03:14 Est-ce que vous estimez que malgré tout, il faut continuer à lancer
03:18 une économie de guerre en France, à relancer la production de munitions ?
03:21 Ça doit être une question de choix pour vous.
03:23 - Ce que nous ne refusons de payer maintenant,
03:26 nous le payerons au centuple dans un an, dans deux ans ou dans trois ans.
03:31 Donc nous ferons des économies en investissant sur la résistance ukrainienne.
03:34 Nous ferons des économies en relançant notre industrie d'armement.
03:38 Aujourd'hui, si vous voulez, en 2024, on est dans une situation
03:42 où l'Europe, à la fin de l'année, le 5 novembre, peut se retrouver seule,
03:46 seule face à la guerre, seule face à Vladimir Poutine
03:49 qui a promis la déstabilisation de nos démocraties.
03:52 Nous allons nous retrouver seules et nous sommes démunis.
03:56 Nous sommes à poil, je suis désolé.
03:59 Nous n'avons pas les capacités industrielles aujourd'hui
04:03 pour faire face seules à une telle situation.
04:05 Et donc il faut relancer notre industrie.
04:08 Et ça, c'est un enjeu fondamental.
04:09 On doit devenir les producteurs de notre propre sécurité.
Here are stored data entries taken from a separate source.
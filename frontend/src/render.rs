//! Turns a [`RouteResult`] into what the map and sidebar show.
//!
//! Planning is pure; [`RenderPipeline`] applies a plan to a [`MapSurface`]
//! and owns the handles of the single overlay and elevation chart.

use std::cmp::Ordering;

use serde::Serialize;
use shared::GeoPoint;

use crate::format::RouteSummary;
use crate::route::{ProfilePoint, RouteResult};
use crate::surface::{surface_color, SurfaceCategory, DEFAULT_ROUTE_COLOR};

pub const FIT_PADDING_PX: u32 = 50;

#[derive(Debug, Clone, Copy, PartialEq, Eq)]
pub enum MarkerRole {
    Start,
    End,
}

impl MarkerRole {
    pub fn key(self) -> &'static str {
        match self {
            MarkerRole::Start => "start",
            MarkerRole::End => "end",
        }
    }

    pub fn label(self) -> &'static str {
        match self {
            MarkerRole::Start => "Start Point",
            MarkerRole::End => "End Point",
        }
    }

    pub fn color(self) -> &'static str {
        match self {
            MarkerRole::Start => "green",
            MarkerRole::End => "red",
        }
    }
}

/// The map engine as seen by the client. Handles returned by `draw_*`
/// are given back exactly once to the matching remove/dispose call.
pub trait MapSurface {
    type Overlay;
    type Chart;

    fn place_marker(&mut self, role: MarkerRole, point: GeoPoint);
    fn remove_marker(&mut self, role: MarkerRole);
    fn draw_overlay(&mut self, overlay: &OverlayPlan) -> Self::Overlay;
    fn remove_overlay(&mut self, overlay: Self::Overlay);
    fn fit_bounds(&mut self, bounds: Bounds, padding_px: u32);
    fn draw_chart(&mut self, points: &[ChartPoint]) -> Self::Chart;
    fn dispose_chart(&mut self, chart: Self::Chart);
}

#[derive(Debug, Clone, Copy, PartialEq)]
pub struct Bounds {
    pub south: f64,
    pub west: f64,
    pub north: f64,
    pub east: f64,
}

impl Bounds {
    pub fn enclosing<'a>(points: impl IntoIterator<Item = &'a GeoPoint>) -> Option<Self> {
        points.into_iter().fold(None, |bounds, point| {
            let (lat, lon) = (point.lat(), point.lon());
            Some(match bounds {
                None => Bounds {
                    south: lat,
                    west: lon,
                    north: lat,
                    east: lon,
                },
                Some(b) => Bounds {
                    south: b.south.min(lat),
                    west: b.west.min(lon),
                    north: b.north.max(lat),
                    east: b.east.max(lon),
                },
            })
        })
    }
}

#[derive(Debug, Clone, PartialEq, Serialize)]
pub struct Polyline {
    pub points: Vec<GeoPoint>,
    pub color: &'static str,
}

#[derive(Debug, Clone, PartialEq)]
pub struct OverlayPlan {
    pub polylines: Vec<Polyline>,
    pub bounds: Bounds,
}

#[derive(Debug, Clone, PartialEq)]
pub struct BreakdownBar {
    pub category: SurfaceCategory,
    pub label: &'static str,
    pub color: &'static str,
    pub distance_m: f64,
    /// Share of the route's total distance, 0..=100.
    pub percent: f64,
}

#[derive(Debug, Clone, Copy, PartialEq, Serialize)]
pub struct ChartPoint {
    pub distance_km: f64,
    pub elevation_m: f64,
}

#[derive(Debug, Clone, PartialEq)]
pub struct ElevationChart {
    pub points: Vec<ChartPoint>,
    pub min_m: f64,
    pub max_m: f64,
}

#[derive(Debug, Clone, PartialEq)]
pub struct RenderPlan {
    pub overlay: Option<OverlayPlan>,
    pub breakdown: Vec<BreakdownBar>,
    pub elevation: Option<ElevationChart>,
    pub summary: RouteSummary,
}

/// `None` for a failed result: nothing but the error message is shown.
pub fn plan_route(result: &RouteResult) -> Option<RenderPlan> {
    if !result.success {
        return None;
    }
    Some(RenderPlan {
        overlay: plan_overlay(result),
        breakdown: aggregate_breakdown(&result.breakdown_by_type, result.distance_meters),
        elevation: elevation_chart(&result.elevation_profile),
        summary: RouteSummary::new(
            result.distance_meters,
            result.elevation_gain_meters,
            result.total_time_seconds,
        ),
    })
}

pub fn plan_overlay(result: &RouteResult) -> Option<OverlayPlan> {
    let polylines: Vec<Polyline> = if result.segments.is_empty() {
        if result.path.is_empty() {
            return None;
        }
        vec![Polyline {
            points: result.path.clone(),
            color: DEFAULT_ROUTE_COLOR,
        }]
    } else {
        result
            .segments
            .iter()
            .map(|segment| Polyline {
                points: segment.points.clone(),
                color: surface_color(&segment.surface_type),
            })
            .collect()
    };

    let bounds = Bounds::enclosing(polylines.iter().flat_map(|line| line.points.iter()))?;
    Some(OverlayPlan { polylines, bounds })
}

/// Groups raw surface types by display label, largest first. Labels with
/// equal distance keep the order in which they were first seen.
pub fn aggregate_breakdown(breakdown: &[(String, f64)], total_m: f64) -> Vec<BreakdownBar> {
    let mut bars: Vec<BreakdownBar> = Vec::new();
    for (kind, meters) in breakdown {
        let category = SurfaceCategory::of(kind);
        match bars.iter_mut().find(|bar| bar.category == category) {
            Some(bar) => bar.distance_m += meters,
            None => bars.push(BreakdownBar {
                category,
                label: category.label(),
                color: surface_color(kind),
                distance_m: *meters,
                percent: 0.0,
            }),
        }
    }

    for bar in &mut bars {
        bar.percent = if total_m > 0.0 {
            bar.distance_m / total_m * 100.0
        } else {
            0.0
        };
    }

    // sort_by is stable, which gives the first-seen tie-break
    bars.sort_by(|a, b| {
        b.distance_m
            .partial_cmp(&a.distance_m)
            .unwrap_or(Ordering::Equal)
    });
    bars
}

pub fn elevation_chart(profile: &[ProfilePoint]) -> Option<ElevationChart> {
    if profile.is_empty() {
        return None;
    }
    let points: Vec<ChartPoint> = profile
        .iter()
        .map(|sample| ChartPoint {
            distance_km: (sample.distance_km * 10.0).round() / 10.0,
            elevation_m: sample.elevation_m,
        })
        .collect();
    let min_m = points
        .iter()
        .map(|p| p.elevation_m)
        .fold(f64::INFINITY, f64::min);
    let max_m = points
        .iter()
        .map(|p| p.elevation_m)
        .fold(f64::NEG_INFINITY, f64::max);
    Some(ElevationChart {
        points,
        min_m,
        max_m,
    })
}

pub struct RenderPipeline<S: MapSurface> {
    overlay: Option<S::Overlay>,
    chart: Option<S::Chart>,
    plan: Option<RenderPlan>,
}

impl<S: MapSurface> Default for RenderPipeline<S> {
    fn default() -> Self {
        Self {
            overlay: None,
            chart: None,
            plan: None,
        }
    }
}

impl<S: MapSurface> RenderPipeline<S> {
    /// Removes the overlay and disposes the chart, if any.
    pub fn clear(&mut self, surface: &mut S) {
        if let Some(overlay) = self.overlay.take() {
            surface.remove_overlay(overlay);
        }
        if let Some(chart) = self.chart.take() {
            surface.dispose_chart(chart);
        }
        self.plan = None;
    }

    pub fn render(&mut self, surface: &mut S, result: &RouteResult) -> Option<&RenderPlan> {
        self.clear(surface);
        let plan = plan_route(result)?;

        if let Some(overlay) = &plan.overlay {
            self.overlay = Some(surface.draw_overlay(overlay));
            surface.fit_bounds(overlay.bounds, FIT_PADDING_PX);
        }
        if let Some(chart) = &plan.elevation {
            self.chart = Some(surface.draw_chart(&chart.points));
        }

        self.plan = Some(plan);
        self.plan.as_ref()
    }

    pub fn plan(&self) -> Option<&RenderPlan> {
        self.plan.as_ref()
    }

    pub fn has_overlay(&self) -> bool {
        self.overlay.is_some()
    }
}

#[cfg(test)]
mod tests {
    use super::*;
    use crate::route::RouteSegment;
    use crate::testing::{point, success_result, FakeSurface};
    use proptest::prelude::*;

    #[test]
    fn test_breakdown_two_types() {
        let breakdown = vec![
            ("primary".to_string(), 3000.0),
            ("residential".to_string(), 1000.0),
        ];
        let bars = aggregate_breakdown(&breakdown, 4000.0);
        assert_eq!(bars.len(), 2);
        assert_eq!(bars[0].label, "Main Road");
        assert_eq!(bars[0].percent, 75.0);
        assert_eq!(bars[1].label, "Residential");
        assert_eq!(bars[1].percent, 25.0);
        assert_eq!(bars[0].percent + bars[1].percent, 100.0);
    }

    #[test]
    fn test_breakdown_collapses_tags_into_label() {
        let breakdown = vec![
            ("footway".to_string(), 500.0),
            ("primary".to_string(), 800.0),
            ("track".to_string(), 700.0),
        ];
        let bars = aggregate_breakdown(&breakdown, 2000.0);
        assert_eq!(bars.len(), 2);
        assert_eq!(bars[0].label, "Trail / Footpath");
        assert_eq!(bars[0].distance_m, 1200.0);
        // representative color is the first tag seen for that label
        assert_eq!(bars[0].color, surface_color("footway"));
        assert_eq!(bars[1].label, "Main Road");
    }

    #[test]
    fn test_breakdown_ties_keep_first_seen_order() {
        let breakdown = vec![
            ("cycleway".to_string(), 100.0),
            ("residential".to_string(), 100.0),
            ("primary".to_string(), 100.0),
        ];
        let labels: Vec<_> = aggregate_breakdown(&breakdown, 300.0)
            .into_iter()
            .map(|bar| bar.label)
            .collect();
        assert_eq!(labels, ["Cycleway", "Residential", "Main Road"]);
    }

    #[test]
    fn test_breakdown_zero_distance() {
        let bars = aggregate_breakdown(&[("path".to_string(), 0.0)], 0.0);
        assert_eq!(bars[0].percent, 0.0);
    }

    #[test]
    fn test_overlay_per_segment_in_order() {
        let mut result = success_result();
        result.segments = vec![
            RouteSegment {
                points: vec![point(50.70, -3.50), point(50.705, -3.51)],
                surface_type: "footway".into(),
            },
            RouteSegment {
                points: vec![point(50.705, -3.51), point(50.71, -3.52)],
                surface_type: "primary".into(),
            },
        ];
        let overlay = plan_overlay(&result).unwrap();
        assert_eq!(overlay.polylines.len(), 2);
        assert_eq!(overlay.polylines[0].color, surface_color("footway"));
        assert_eq!(overlay.polylines[1].color, surface_color("primary"));
        assert_eq!(
            overlay.bounds,
            Bounds {
                south: 50.70,
                west: -3.52,
                north: 50.71,
                east: -3.50,
            }
        );
    }

    #[test]
    fn test_overlay_falls_back_to_flat_path() {
        let mut result = success_result();
        result.segments.clear();
        let overlay = plan_overlay(&result).unwrap();
        assert_eq!(overlay.polylines.len(), 1);
        assert_eq!(overlay.polylines[0].color, DEFAULT_ROUTE_COLOR);
        assert_eq!(overlay.polylines[0].points, result.path);
    }

    #[test]
    fn test_elevation_rounds_distance() {
        let profile = [
            ProfilePoint {
                distance_km: 0.0,
                elevation_m: 12.5,
            },
            ProfilePoint {
                distance_km: 1.26,
                elevation_m: 40.0,
            },
        ];
        let chart = elevation_chart(&profile).unwrap();
        assert_eq!(chart.points[1].distance_km, 1.3);
        assert_eq!(chart.min_m, 12.5);
        assert_eq!(chart.max_m, 40.0);
    }

    #[test]
    fn test_empty_profile_hides_chart() {
        let mut result = success_result();
        result.elevation_profile.clear();
        let mut surface = FakeSurface::default();
        let mut pipeline = RenderPipeline::default();
        let plan = pipeline.render(&mut surface, &result).unwrap();
        assert!(plan.elevation.is_none());
        assert_eq!(surface.charts_drawn, 0);
    }

    #[test]
    fn test_rerender_disposes_previous_chart_and_overlay() {
        let result = success_result();
        let mut surface = FakeSurface::default();
        let mut pipeline = RenderPipeline::default();
        pipeline.render(&mut surface, &result);
        pipeline.render(&mut surface, &result);
        assert_eq!(surface.live_overlays.len(), 1);
        assert_eq!(surface.live_charts.len(), 1);
        assert_eq!(surface.charts_drawn, 2);
        assert_eq!(surface.fits.len(), 2);
        assert_eq!(surface.fits[0].1, FIT_PADDING_PX);
    }

    #[test]
    fn test_failed_result_draws_nothing() {
        let mut surface = FakeSurface::default();
        let mut pipeline = RenderPipeline::default();
        pipeline.render(&mut surface, &success_result());
        let failed = RouteResult::transport_failure("offline");
        assert!(pipeline.render(&mut surface, &failed).is_none());
        assert!(surface.live_overlays.is_empty());
        assert!(surface.live_charts.is_empty());
        assert!(!pipeline.has_overlay());
    }

    const TAGS: [&str; 8] = [
        "footway", "track", "cycleway", "tertiary", "residential", "service", "primary", "mystery",
    ];

    proptest! {
        #[test]
        fn prop_percentages_sum_to_hundred(
            entries in proptest::collection::vec((0usize..TAGS.len(), 1.0..5000.0f64), 1..12)
        ) {
            let breakdown: Vec<(String, f64)> = entries
                .iter()
                .map(|(idx, meters)| (TAGS[*idx].to_string(), *meters))
                .collect();
            let total: f64 = breakdown.iter().map(|(_, m)| m).sum();
            let bars = aggregate_breakdown(&breakdown, total);
            let sum: f64 = bars.iter().map(|bar| bar.percent).sum();
            prop_assert!((sum - 100.0).abs() < 1e-6);
            prop_assert!(bars.windows(2).all(|w| w[0].distance_m >= w[1].distance_m));
        }
    }
}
04:11 On doit devenir les producteurs de nos biens stratégiques.
04:14 Et ça suppose des investissements massifs.
04:16 Donc les comptes d'apothicaires, dans une situation aussi douloureuse,
04:20 aussi désastreuse, aussi dangereuse, ne sont pas au niveau de l'histoire.
04:24 Et si il faut trouver de l'argent, puisqu'il faut trouver de l'argent,
04:27 il y a deux manières, trois manières de trouver l'argent.
04:31 Trois manières de trouver l'argent très rapidement.
04:32 Aujourd'hui, le CAC 40 fait des profits records.
04:35 97 milliards d'euros versés en dividendes aux actionnaires.
04:40 Il y a des sous.
04:40 La deuxième chose, la deuxième chose,
04:43 on a 200 milliards russes d'avoir public russe dans nos banques.
04:47 Au lieu de les geler, il faut les saisir.
04:49 Et comme ça, ça ne coûtera pas un centime aux contribuables européens.
04:54 Ça ne coûtera pas un centime aux contribuables européens.
04:56 Et les Russes payeront pour la guerre qu'ils mènent en Ukraine.
05:00 Et la troisième chose, c'est qu'on a une capacité d'endettement commune
05:04 à l'échelle européenne.
05:04 On l'a montré pendant la pandémie.
05:05 Ce que nous avons fait pendant la pandémie, nous pouvons le faire pour assurer
05:08 pour assurer leur propre défense.